> **What is required**
In the data that follows, count every line holding the string "await" and give the count alone.
Extracted information: Begin
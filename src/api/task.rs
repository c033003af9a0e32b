use crate::api::resolve_scope;
use crate::auth::auth::AuthUser;
use crate::domain::scope::Scope;
use crate::domain::task::{effective_status, parse_settable_status, status_for_progress};
use crate::model::task::{TaskPriority, TaskStatus};
use actix_web::{error::ErrorInternalServerError, web, HttpResponse, Responder};
use chrono::{DateTime, Local, NaiveDate, Utc};
use serde::{Deserialize, Serialize};
use serde_json::json;
use sqlx::{prelude::FromRow, MySqlPool};
use std::str::FromStr;
use tracing::error;
use utoipa::{IntoParams, ToSchema};

#[derive(Deserialize, ToSchema)]
pub struct CreateTask {
    #[schema(example = "Ship the Q3 report")]
    pub title: String,
    pub description: Option<String>,
    /// Employee the task is assigned to
    #[schema(example = 1000)]
    pub assigned_to: u64,
    #[schema(example = "Engineering")]
    pub department: Option<String>,
    #[schema(example = "high", value_type = String)]
    pub priority: Option<TaskPriority>,
    #[schema(example = "2026-02-01", format = "date", value_type = String)]
    pub due_date: Option<NaiveDate>,
}

#[derive(Serialize, FromRow, ToSchema)]
pub struct CommentRow {
    pub id: u64,
    pub task_id: u64,
    pub user_id: u64,
    pub user_name: String,
    pub comment: String,
    #[schema(format = "date-time", value_type = String)]
    pub created_at: Option<DateTime<Utc>>,
}

#[derive(Serialize, FromRow, ToSchema)]
pub struct TaskRow {
    pub id: u64,
    pub title: String,
    pub description: Option<String>,
    pub assigned_to: u64,
    pub assigned_to_name: String,
    pub assigned_by: u64,
    pub assigned_by_name: String,
    pub department: Option<String>,
    #[schema(example = "high")]
    pub priority: String,
    /// Effective status; reads `overdue` when past due and not completed
    #[schema(example = "in_progress")]
    pub status: String,
    #[schema(example = 40)]
    pub progress: u8,
    #[schema(format = "date", value_type = Option<String>)]
    pub due_date: Option<NaiveDate>,
    #[schema(format = "date", value_type = Option<String>)]
    pub completed_date: Option<NaiveDate>,
    #[schema(format = "date-time", value_type = Option<String>)]
    pub created_at: Option<DateTime<Utc>>,
    #[sqlx(skip)]
    pub comments: Vec<CommentRow>,
}
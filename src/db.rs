use sqlx::MySqlPool;

pub async fn init_db(database_url: &str) -> MySqlPool {
    MySqlPool::connect(database_url)
        .await
        .expect("Failed to connect to database")
}

/// Bring up the schema on a fresh database. Every statement is idempotent.
///
/// The unique key on time_entries (employee_id, date) is load-bearing: two
/// concurrent check-ins for the same day race past any application-level
/// existence check, so the store enforces one entry per employee per day.
pub async fn ensure_schema(pool: &MySqlPool) -> Result<(), sqlx::Error> {
    const STATEMENTS: &[&str] = &[
        r#"
        CREATE TABLE IF NOT EXISTS users (
            id BIGINT UNSIGNED AUTO_INCREMENT PRIMARY KEY,
            email VARCHAR(255) NOT NULL UNIQUE,
            password VARCHAR(255) NOT NULL,
            name VARCHAR(255) NOT NULL,
            role ENUM('admin', 'hr', 'manager', 'employee') NOT NULL,
            last_login_at TIMESTAMP NULL,
            created_at TIMESTAMP DEFAULT CURRENT_TIMESTAMP
        )
        "#,
        r#"
        CREATE TABLE IF NOT EXISTS employees (
            id BIGINT UNSIGNED AUTO_INCREMENT PRIMARY KEY,
            employee_code VARCHAR(50) NOT NULL UNIQUE,
            user_id BIGINT UNSIGNED NULL,
            name VARCHAR(255) NOT NULL,
            email VARCHAR(255) NOT NULL UNIQUE,
            phone VARCHAR(20),
            department VARCHAR(255),
            position VARCHAR(255),
            manager_id BIGINT UNSIGNED NULL,
            join_date DATE,
            salary DOUBLE,
            skills TEXT,
            kpi DOUBLE,
            status ENUM('active', 'inactive', 'probation', 'terminated') NOT NULL DEFAULT 'active',
            created_at TIMESTAMP DEFAULT CURRENT_TIMESTAMP
        )
        "#,
        r#"
        CREATE TABLE IF NOT EXISTS time_entries (
            id BIGINT UNSIGNED AUTO_INCREMENT PRIMARY KEY,
            employee_id BIGINT UNSIGNED NOT NULL,
            date DATE NOT NULL,
            check_in TIME NOT NULL,
            check_out TIME NULL,
            location VARCHAR(255),
            type VARCHAR(50) NOT NULL DEFAULT 'office',
            status ENUM('on_time', 'late', 'early_leave') NOT NULL,
            overtime DOUBLE NOT NULL DEFAULT 0,
            created_at TIMESTAMP DEFAULT CURRENT_TIMESTAMP,
            UNIQUE KEY uq_time_entries_employee_date (employee_id, date)
        )
        "#,
        r#"
        CREATE TABLE IF NOT EXISTS leave_requests (
            id BIGINT UNSIGNED AUTO_INCREMENT PRIMARY KEY,
            employee_id BIGINT UNSIGNED NOT NULL,
            type ENUM('annual', 'sick', 'unpaid', 'maternity', 'emergency') NOT NULL,
            start_date DATE NOT NULL,
            end_date DATE NOT NULL,
            days BIGINT NOT NULL,
            reason TEXT,
            status ENUM('pending', 'approved', 'rejected') NOT NULL DEFAULT 'pending',
            approved_by BIGINT UNSIGNED NULL,
            created_at TIMESTAMP DEFAULT CURRENT_TIMESTAMP
        )
        "#,
        r#"
        CREATE TABLE IF NOT EXISTS tasks (
            id BIGINT UNSIGNED AUTO_INCREMENT PRIMARY KEY,
            title VARCHAR(255) NOT NULL,
            description TEXT,
            assigned_to BIGINT UNSIGNED NOT NULL,
            assigned_by BIGINT UNSIGNED NOT NULL,
            department VARCHAR(255),
            priority ENUM('low', 'medium', 'high', 'urgent') NOT NULL DEFAULT 'medium',
            status ENUM('not_started', 'in_progress', 'completed', 'overdue') NOT NULL DEFAULT 'not_started',
            progress TINYINT UNSIGNED NOT NULL DEFAULT 0,
            due_date DATE NULL,
            completed_date DATE NULL,
            created_at TIMESTAMP DEFAULT CURRENT_TIMESTAMP
        )
        "#,
        r#"
        CREATE TABLE IF NOT EXISTS task_comments (
            id BIGINT UNSIGNED AUTO_INCREMENT PRIMARY KEY,
            task_id BIGINT UNSIGNED NOT NULL,
            user_id BIGINT UNSIGNED NOT NULL,
            comment TEXT NOT NULL,
            created_at TIMESTAMP DEFAULT CURRENT_TIMESTAMP
        )
        "#,
        r#"
        CREATE TABLE IF NOT EXISTS assets (
            id BIGINT UNSIGNED AUTO_INCREMENT PRIMARY KEY,
            name VARCHAR(255) NOT NULL,
            type VARCHAR(100),
            model VARCHAR(255),
            serial_number VARCHAR(255) NOT NULL UNIQUE,
            purchase_date DATE,
            warranty_date DATE NULL,
            value DOUBLE,
            condition_status VARCHAR(100),
            status ENUM('available', 'assigned', 'maintenance', 'retired') NOT NULL DEFAULT 'available',
            assigned_to BIGINT UNSIGNED NULL,
            assigned_date DATE NULL,
            created_at TIMESTAMP DEFAULT CURRENT_TIMESTAMP
        )
        "#,
        r#"
        CREATE TABLE IF NOT EXISTS work_reports (
            id BIGINT UNSIGNED AUTO_INCREMENT PRIMARY KEY,
            employee_id BIGINT UNSIGNED NOT NULL,
            task_id BIGINT UNSIGNED NULL,
            title VARCHAR(255) NOT NULL,
            description TEXT,
            type VARCHAR(100),
            date DATE NOT NULL,
            hours_spent DOUBLE NOT NULL DEFAULT 0,
            status ENUM('draft', 'submitted', 'approved', 'rejected') NOT NULL DEFAULT 'draft',
            approved_by BIGINT UNSIGNED NULL,
            feedback TEXT,
            created_at TIMESTAMP DEFAULT CURRENT_TIMESTAMP
        )
        "#,
        r#"
        CREATE TABLE IF NOT EXISTS refresh_tokens (
            id BIGINT UNSIGNED AUTO_INCREMENT PRIMARY KEY,
            user_id BIGINT UNSIGNED NOT NULL,
            jti VARCHAR(64) NOT NULL UNIQUE,
            expires_at DATETIME NOT NULL,
            revoked BOOLEAN NOT NULL DEFAULT FALSE,
            created_at TIMESTAMP DEFAULT CURRENT_TIMESTAMP
        )
        "#,
    ];

    for statement in STATEMENTS {
        sqlx::query(statement).execute(pool).await?;
    }

    Ok(())
}
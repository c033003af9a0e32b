use actix_web::error::ErrorBadRequest;
use chrono::{NaiveDate, NaiveDateTime};
use serde_json::Value;
use sqlx::MySqlPool;

/// ===============================
/// SQL bindable value enum
/// ===============================
#[derive(Debug)]
pub enum SqlValue {
    String(String),
    I64(i64),
    F64(f64),
    Bool(bool),
    Date(NaiveDate),
    DateTime(NaiveDateTime),
    Null,
}

/// ===============================
/// SQL update container
/// ===============================
#[derive(Debug)]
pub struct SqlUpdate {
    pub sql: String,
    pub values: Vec<SqlValue>,
}

/// ===============================
/// Build dynamic UPDATE SQL
/// ===============================
/// Columns are whitelisted per table by the caller; unknown keys are
/// rejected so a payload can never touch columns it should not.
pub fn build_update_sql(
    table: &str,
    payload: &Value,
    allowed_columns: &[&str],
    id_column: &str,
    id_value: i64,
) -> Result<SqlUpdate, actix_web::Error> {
    let obj = payload
        .as_object()
        .ok_or_else(|| ErrorBadRequest("Payload must be a JSON object"))?;

    if obj.is_empty() {
        return Err(ErrorBadRequest("No fields provided for update"));
    }

    for key in obj.keys() {
        if !allowed_columns.contains(&key.as_str()) {
            return Err(ErrorBadRequest(format!("Unknown field: {}", key)));
        }
    }

    // Build SET clause
    let set_clause = obj
        .keys()
        .map(|k| format!("{} = ?", k))
        .collect::<Vec<_>>()
        .join(", ");

    let sql = format!("UPDATE {} SET {} WHERE {} = ?", table, set_clause, id_column);

    let mut values = Vec::with_capacity(obj.len() + 1);

    // Convert JSON values → SqlValue
    for value in obj.values() {
        match value {
            Value::String(s) => {
                if let Ok(d) = NaiveDate::parse_from_str(s, "%Y-%m-%d") {
                    values.push(SqlValue::Date(d));
                } else if let Ok(dt) = NaiveDateTime::parse_from_str(s, "%Y-%m-%dT%H:%M:%S") {
                    values.push(SqlValue::DateTime(dt));
                } else {
                    values.push(SqlValue::String(s.clone()));
                }
            }
            Value::Number(n) => {
                if let Some(i) = n.as_i64() {
                    values.push(SqlValue::I64(i));
                } else if let Some(f) = n.as_f64() {
                    values.push(SqlValue::F64(f));
                }
            }
            Value::Bool(b) => values.push(SqlValue::Bool(*b)),
            Value::Null => values.push(SqlValue::Null),
            // JSON-encoded array columns (e.g. skills) arrive as arrays
            Value::Array(_) => values.push(SqlValue::String(value.to_string())),
            _ => return Err(ErrorBadRequest("Unsupported JSON value type")),
        }
    }

    // WHERE id = ?
    values.push(SqlValue::I64(id_value));

    Ok(SqlUpdate { sql, values })
}

/// ===============================
/// Execute the update
/// ===============================
pub async fn execute_update(pool: &MySqlPool, update: SqlUpdate) -> Result<u64, sqlx::Error> {
    let mut query = sqlx::query(&update.sql);

    for value in update.values {
        query = match value {
            SqlValue::String(v) => query.bind(v),
            SqlValue::I64(v) => query.bind(v),
            SqlValue::F64(v) => query.bind(v),
            SqlValue::Bool(v) => query.bind(v),
            SqlValue::Date(v) => query.bind(v),
            SqlValue::DateTime(v) => query.bind(v),
            SqlValue::Null => query.bind(None::<String>),
        };
    }

    let result = query.execute(pool).await?;
    Ok(result.rows_affected())
}

#[cfg(test)]
mod tests {
    use super::*;
    use serde_json::json;

    #[test]
    fn builds_set_clause_from_whitelisted_fields() {
        let payload = json!({ "name": "New Name" });
        let update = build_update_sql("employees", &payload, &["name", "email"], "id", 7).unwrap();
        assert_eq!(update.sql, "UPDATE employees SET name = ? WHERE id = ?");
        assert_eq!(update.values.len(), 2);
    }

    #[test]
    fn rejects_unknown_columns() {
        let payload = json!({ "password": "x" });
        assert!(build_update_sql("employees", &payload, &["name"], "id", 1).is_err());
    }

    #[test]
    fn rejects_empty_payload() {
        assert!(build_update_sql("employees", &json!({}), &["name"], "id", 1).is_err());
    }
}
Extracted information: End
> **Answer to the problem**
3